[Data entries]

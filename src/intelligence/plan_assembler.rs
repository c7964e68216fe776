// ABOUTME: Assembles multi-day meal plans from composed meals or registered menus
// ABOUTME: Splits daily calories across four slots and summarizes per-day totals
//
// SPDX-License-Identifier: MIT OR Apache-2.0
// Copyright (c) 2025 Pierre Fitness Intelligence

//! Plan Assembler
//!
//! Each day gets breakfast, lunch, dinner, and a snack. Slot targets are the
//! configured share of the daily calories, rounded per slot. When registered
//! menus are in play a slot first tries a random matching menu not yet used
//! that day and falls back to the composer.

use rand::seq::SliceRandom;
use rand::Rng;
use tracing::debug;

use crate::config::MealPlannerConfig;
use crate::database::MenuStore;
use crate::intelligence::food_table::FoodTable;
use crate::intelligence::meal_composer::{CompositionError, MealComposer, MealRequest};
use crate::models::{
    DailyMealPlan, MealPlan, MealSuggestion, MealType, MenuSuggestionCriteria, RegisteredMenu,
};

/// Inputs for a multi-day plan
#[derive(Debug, Clone, PartialEq)]
pub struct PlanRequest {
    /// Number of days
    pub days: u32,
    /// Daily calorie target
    pub daily_calories: f64,
    /// Restrict to vegetarian foods and vegetarian-tagged menus
    pub vegetarian: bool,
    /// Case-insensitive substrings excluded from foods and menu ingredients
    pub exclude_ingredients: Vec<String>,
}

/// Builds plans over a food table and tunables
#[derive(Debug, Clone, Copy)]
pub struct PlanAssembler<'a> {
    composer: MealComposer<'a>,
    config: &'a MealPlannerConfig,
}

impl<'a> PlanAssembler<'a> {
    /// Create an assembler
    #[must_use]
    pub const fn new(foods: &'a FoodTable, config: &'a MealPlannerConfig) -> Self {
        Self {
            composer: MealComposer::new(foods, config),
            config,
        }
    }

    /// Plan made entirely of composed meals
    ///
    /// # Errors
    ///
    /// Returns [`CompositionError`] when a slot cannot be composed
    pub fn build_plan<R: Rng + ?Sized>(
        &self,
        request: &PlanRequest,
        rng: &mut R,
    ) -> Result<MealPlan, CompositionError> {
        self.assemble(request, None, rng)
    }

    /// Plan preferring registered menus, falling back to composed meals per slot
    ///
    /// Behaves exactly like [`Self::build_plan`] when `menus` is `None`.
    ///
    /// # Errors
    ///
    /// Returns [`CompositionError`] when a fallback slot cannot be composed
    pub fn build_plan_from_menus<R: Rng + ?Sized>(
        &self,
        request: &PlanRequest,
        menus: Option<&MenuStore>,
        rng: &mut R,
    ) -> Result<MealPlan, CompositionError> {
        self.assemble(request, menus, rng)
    }

    fn assemble<R: Rng + ?Sized>(
        &self,
        request: &PlanRequest,
        menus: Option<&MenuStore>,
        rng: &mut R,
    ) -> Result<MealPlan, CompositionError> {
        let mut days = Vec::with_capacity(request.days as usize);
        for day in 1..=request.days {
            let mut used_menu_ids: Vec<String> = Vec::new();
            let mut slot = |meal_type: MealType| {
                self.fill_slot(request, meal_type, menus, &mut used_menu_ids, rng)
            };
            let breakfast = slot(MealType::Breakfast)?;
            let lunch = slot(MealType::Lunch)?;
            let dinner = slot(MealType::Dinner)?;
            let snack = slot(MealType::Snack)?;
            days.push(DailyMealPlan::new(day, breakfast, lunch, dinner, Some(snack)));
        }
        Ok(MealPlan::new(days))
    }

    fn fill_slot<R: Rng + ?Sized>(
        &self,
        request: &PlanRequest,
        meal_type: MealType,
        menus: Option<&MenuStore>,
        used_menu_ids: &mut Vec<String>,
        rng: &mut R,
    ) -> Result<MealSuggestion, CompositionError> {
        let slot_calories = self.config.slot_calories(request.daily_calories, meal_type);

        if let Some(store) = menus {
            if let Some(menu) =
                self.pick_menu(store, request, meal_type, slot_calories, used_menu_ids, rng)
            {
                debug!(menu_id = %menu.id, %meal_type, "Using registered menu for slot");
                used_menu_ids.push(menu.id.clone());
                return Ok(MealSuggestion::from(menu));
            }
        }

        let meal_request = MealRequest::new(meal_type)
            .with_calories(slot_calories)
            .excluding(request.exclude_ingredients.clone())
            .vegetarian(request.vegetarian);
        self.composer.compose(&meal_request, rng)
    }

    fn pick_menu<'s, R: Rng + ?Sized>(
        &self,
        store: &'s MenuStore,
        request: &PlanRequest,
        meal_type: MealType,
        slot_calories: f64,
        used_menu_ids: &[String],
        rng: &mut R,
    ) -> Option<&'s RegisteredMenu> {
        let criteria = MenuSuggestionCriteria {
            meal_type: Some(meal_type),
            max_calories: Some((slot_calories * self.config.menu_calorie_headroom).round()),
            vegetarian: request.vegetarian,
            exclude_ids: used_menu_ids.to_vec(),
            ..MenuSuggestionCriteria::default()
        };
        let candidates: Vec<&RegisteredMenu> = store
            .suggest(&criteria)
            .into_iter()
            .filter(|menu| !menu.contains_any_ingredient(&request.exclude_ingredients))
            .collect();
        candidates.choose(rng).copied()
    }
}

Work task: All of the entries need to be reproduced exactly; please write them out.

Response to this exercise:
filename src/intelligence/plan_assembler.rs
repository c7964e68216fe776
// ABOUTME: Assembles multi-day meal plans from composed meals or registered menus
// ABOUTME: Splits daily calories across four slots and summarizes per-day totals
//
// SPDX-License-Identifier: MIT OR Apache-2.0
// Copyright (c) 2025 Pierre Fitness Intelligence

//! Plan Assembler
//!
//! Each day gets breakfast, lunch, dinner, and a snack. Slot targets are the
//! configured share of the daily calories, rounded per slot. When registered
//! menus are in play a slot first tries a random matching menu not yet used
//! that day and falls back to the composer.

use rand::seq::SliceRandom;
use rand::Rng;
use tracing::debug;

use crate::config::MealPlannerConfig;
use crate::database::MenuStore;
use crate::intelligence::food_table::FoodTable;
use crate::intelligence::meal_composer::{CompositionError, MealComposer, MealRequest};
use crate::models::{
    DailyMealPlan, MealPlan, MealSuggestion, MealType, MenuSuggestionCriteria, RegisteredMenu,
};

/// Inputs for a multi-day plan
#[derive(Debug, Clone, PartialEq)]
pub struct PlanRequest {
    /// Number of days
    pub days: u32,
    /// Daily calorie target
    pub daily_calories: f64,
    /// Restrict to vegetarian foods and vegetarian-tagged menus
    pub vegetarian: bool,
    /// Case-insensitive substrings excluded from foods and menu ingredients
    pub exclude_ingredients: Vec<String>,
}

/// Builds plans over a food table and tunables
#[derive(Debug, Clone, Copy)]
pub struct PlanAssembler<'a> {
    composer: MealComposer<'a>,
    config: &'a MealPlannerConfig,
}

impl<'a> PlanAssembler<'a> {
    /// Create an assembler
    #[must_use]
    pub const fn new(foods: &'a FoodTable, config: &'a MealPlannerConfig) -> Self {
        Self {
            composer: MealComposer::new(foods, config),
            config,
        }
    }

    /// Plan made entirely of composed meals
    ///
    /// # Errors
    ///
    /// Returns [`CompositionError`] when a slot cannot be composed
    pub fn build_plan<R: Rng + ?Sized>(
        &self,
        request: &PlanRequest,
        rng: &mut R,
    ) -> Result<MealPlan, CompositionError> {
        self.assemble(request, None, rng)
    }

    /// Plan preferring registered menus, falling back to composed meals per slot
    ///
    /// Behaves exactly like [`Self::build_plan`] when `menus` is `None`.
    ///
    /// # Errors
    ///
    /// Returns [`CompositionError`] when a fallback slot cannot be composed
    pub fn build_plan_from_menus<R: Rng + ?Sized>(
        &self,
        request: &PlanRequest,
        menus: Option<&MenuStore>,
        rng: &mut R,
    ) -> Result<MealPlan, CompositionError> {
        self.assemble(request, menus, rng)
    }

    fn assemble<R: Rng + ?Sized>(
        &self,
        request: &PlanRequest,
        menus: Option<&MenuStore>,
        rng: &mut R,
    ) -> Result<MealPlan, CompositionError> {
        let mut days = Vec::with_capacity(request.days as usize);
        for day in 1..=request.days {
            let mut used_menu_ids: Vec<String> = Vec::new();
            let mut slot = |meal_type: MealType| {
                self.fill_slot(request, meal_type, menus, &mut used_menu_ids, rng)
            };
            let breakfast = slot(MealType::Breakfast)?;
            let lunch = slot(MealType::Lunch)?;
            let dinner = slot(MealType::Dinner)?;
            let snack = slot(MealType::Snack)?;
            days.push(DailyMealPlan::new(day, breakfast, lunch, dinner, Some(snack)));
        }
        Ok(MealPlan::new(days))
    }

    fn fill_slot<R: Rng + ?Sized>(
        &self,
        request: &PlanRequest,
        meal_type: MealType,
        menus: Option<&MenuStore>,
        used_menu_ids: &mut Vec<String>,
        rng: &mut R,
    ) -> Result<MealSuggestion, CompositionError> {
        let slot_calories = self.config.slot_calories(request.daily_calories, meal_type);

        if let Some(store) = menus {
            if let Some(menu) =
                self.pick_menu(store, request, meal_type, slot_calories, used_menu_ids, rng)
            {
                debug!(menu_id = %menu.id, %meal_type, "Using registered menu for slot");
                used_menu_ids.push(menu.id.clone());
                return Ok(MealSuggestion::from(menu));
            }
        }

        let meal_request = MealRequest::new(meal_type)
            .with_calories(slot_calories)
            .excluding(request.exclude_ingredients.clone())
            .vegetarian(request.vegetarian);
        self.composer.compose(&meal_request, rng)
    }

    fn pick_menu<'s, R: Rng + ?Sized>(
        &self,
        store: &'s MenuStore,
        request: &PlanRequest,
        meal_type: MealType,
        slot_calories: f64,
        used_menu_ids: &[String],
        rng: &mut R,
    ) -> Option<&'s RegisteredMenu> {
        let criteria = MenuSuggestionCriteria {
            meal_type: Some(meal_type),
            max_calories: Some((slot_calories * self.config.menu_calorie_headroom).round()),
            vegetarian: request.vegetarian,
            exclude_ids: used_menu_ids.to_vec(),
            ..MenuSuggestionCriteria::default()
        };
        let candidates: Vec<&RegisteredMenu> = store
            .suggest(&criteria)
            .into_iter()
            .filter(|menu| !menu.contains_any_ingredient(&request.exclude_ingredients))
            .collect();
        candidates.choose(rng).copied()
    }
}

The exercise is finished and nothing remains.